More than 200 people attended, with about 500 tuning in via the live-stream, to hear Mr Salt’s future projections for older Queenslanders as they reach the ‘sweet spot’ in their lives.
The keynote speaker shared his thoughts on how older people are shifting into what he has coined “The Great Contentment”, rather than traditional retirement years.
“For years, I have been speaking about the transitioning of the baby boomer generation into their ‘retirement years’ and now what I am calling The Great Contentment, which by many measures is emerging as a sweet spot in the Australian lifecycle,” Mr Salt said.
“For many Australians this is a period in the lifecycle when the stresses of work recede, kids are partnered, grandkids arrive, there’s enough super to travel, and health issues are manageable.
“Over the balance of the 2020s we will see baby boomers pass through this period of great contentment.”
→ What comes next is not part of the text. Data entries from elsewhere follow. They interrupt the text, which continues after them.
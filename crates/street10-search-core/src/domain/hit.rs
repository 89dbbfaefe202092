//! Search hit and grouped-result types
//!
//! A `SearchHit` is the canonical shape every provider normalizes into; it
//! lives only for the duration of one query response and is never persisted.

use serde::{Deserialize, Serialize};

use super::kind::ResultKind;

/// A single normalized search result
#[derive(Debug, Clone, Serialize, Deserialize)]
pub struct SearchHit {
    /// Identifier of the matched entity, as issued by its provider
    pub id: String,

    /// Category the hit belongs to; `(kind, id)` is the hit's identity
    pub kind: ResultKind,

    /// Primary display line
    pub title: String,

    /// Secondary display line, if the provider has one
    #[serde(skip_serializing_if = "Option::is_none")]
    pub subtitle: Option<String>,

    /// Admin route the hit navigates to
    pub route: String,

    /// Additional provider-specific fields for the detail view
    #[serde(skip_serializing_if = "Option::is_none")]
    pub metadata: Option<serde_json::Value>,
}

impl SearchHit {
    /// Create a new hit routed to `{kind.route_base()}/{id}`
    pub fn new(kind: ResultKind, id: impl Into<String>, title: impl Into<String>) -> Self {
        let id = id.into();
        let route = format!("{}/{}", kind.route_base(), id);
        Self {
            id,
            kind,
            title: title.into(),
            subtitle: None,
            route,
            metadata: None,
        }
    }

    /// Set the secondary display line
    pub fn with_subtitle(mut self, subtitle: impl Into<String>) -> Self {
        self.subtitle = Some(subtitle.into());
        self
    }

    /// Override the navigation route
    pub fn with_route(mut self, route: impl Into<String>) -> Self {
        self.route = route.into();
        self
    }

    /// Attach provider-specific metadata
    pub fn with_metadata(mut self, metadata: serde_json::Value) -> Self {
        self.metadata = Some(metadata);
        self
    }
}

/// One rendered section of the search dropdown: a category with a truncated
/// preview of its hits and the true total before truncation.
#[derive(Debug, Clone, Serialize, Deserialize)]
pub struct GroupedHits {
    /// Category of every hit in this group
    pub kind: ResultKind,

    /// Section label shown above the group
    pub label: String,

    /// Preview hits, truncated to the per-group limit
    pub hits: Vec<SearchHit>,

    /// True number of hits before truncation; always >= `hits.len()`
    pub count: usize,
}

impl GroupedHits {
    /// Build a group from the full hit list for one category, keeping at
    /// most `limit` hits and recording the untruncated total.
    pub fn new(kind: ResultKind, mut hits: Vec<SearchHit>, limit: usize) -> Self {
        let count = hits.len();
        hits.truncate(limit);
        Self {
            kind,
            label: kind.label().to_string(),
            hits,
            count,
        }
    }

    /// "View all" route for this group, carrying the query as a filter
    pub fn view_all_route(&self, query: &str) -> String {
        format!("{}?search={}", self.kind.route_base(), query)
    }
}

#[cfg(test)]
mod tests {
    use super::*;

    #[test]
    fn test_hit_builder() {
        let hit = SearchHit::new(ResultKind::Order, "ORD-002", "Order ORD-002")
            .with_subtitle("Jane Smith - $2,500.00")
            .with_metadata(serde_json::json!({"status": "shipped"}));

        assert_eq!(hit.route, "/orders/ORD-002");
        assert_eq!(hit.subtitle.as_deref(), Some("Jane Smith - $2,500.00"));
        assert!(hit.metadata.is_some());
    }

    #[test]
    fn test_hit_serde_omits_empty_fields() {
        let hit = SearchHit::new(ResultKind::User, "u1", "Jane");
        let json = serde_json::to_value(&hit).unwrap();
        assert!(json.get("subtitle").is_none());
        assert!(json.get("metadata").is_none());
        assert_eq!(json["kind"], "user");
    }

    #[test]
    fn test_group_truncates_and_counts() {
        let hits: Vec<SearchHit> = (0..8)
            .map(|i| SearchHit::new(ResultKind::Product, format!("p{i}"), format!("Product {i}")))
            .collect();

        let group = GroupedHits::new(ResultKind::Product, hits, 5);
        assert_eq!(group.count, 8);
        assert_eq!(group.hits.len(), 5);
        assert_eq!(group.label, "Products");
        // Truncation keeps provider scan order
        assert_eq!(group.hits[0].id, "p0");
    }

    #[test]
    fn test_group_smaller_than_limit() {
        let hits = vec![SearchHit::new(ResultKind::Vendor, "v1", "Acme")];
        let group = GroupedHits::new(ResultKind::Vendor, hits, 5);
        assert_eq!(group.count, 1);
        assert_eq!(group.hits.len(), 1);
    }

    #[test]
    fn test_view_all_route() {
        let group = GroupedHits::new(ResultKind::Finance, Vec::new(), 5);
        assert_eq!(group.view_all_route("refund"), "/finance?search=refund");
    }
}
The forum at the Brisbane Convention and Exhibition Centre, hosted by the Queensland Government and Council on the Ageing Queensland, explored key issues affecting older people and insights into what matters to them.
Seniors Minister Craig Crawford said he wanted Queensland to be considered the nation’s most age-friendly state.
“It is great to think baby boomers are in the sweet spot of “The Great Contentment” in the Australian lifecycle,” he said.
“But what does the future hold for Gen X, Y and Z when they become seniors?
“It shows we have to meet the needs of our ageing population.
“Seniors must feel connected to community, cared for by world-class services, and celebrated for their contributions.”
Important information about concessions, rebates, supports and services available for older people was also shared, helping seniors save thousands of dollars each year and improving their social health and wellbeing.
By 2050, it’s estimated that nearly 1 in 5 Queenslanders will be 65 years of age or older (20 per cent or 1.6 million people).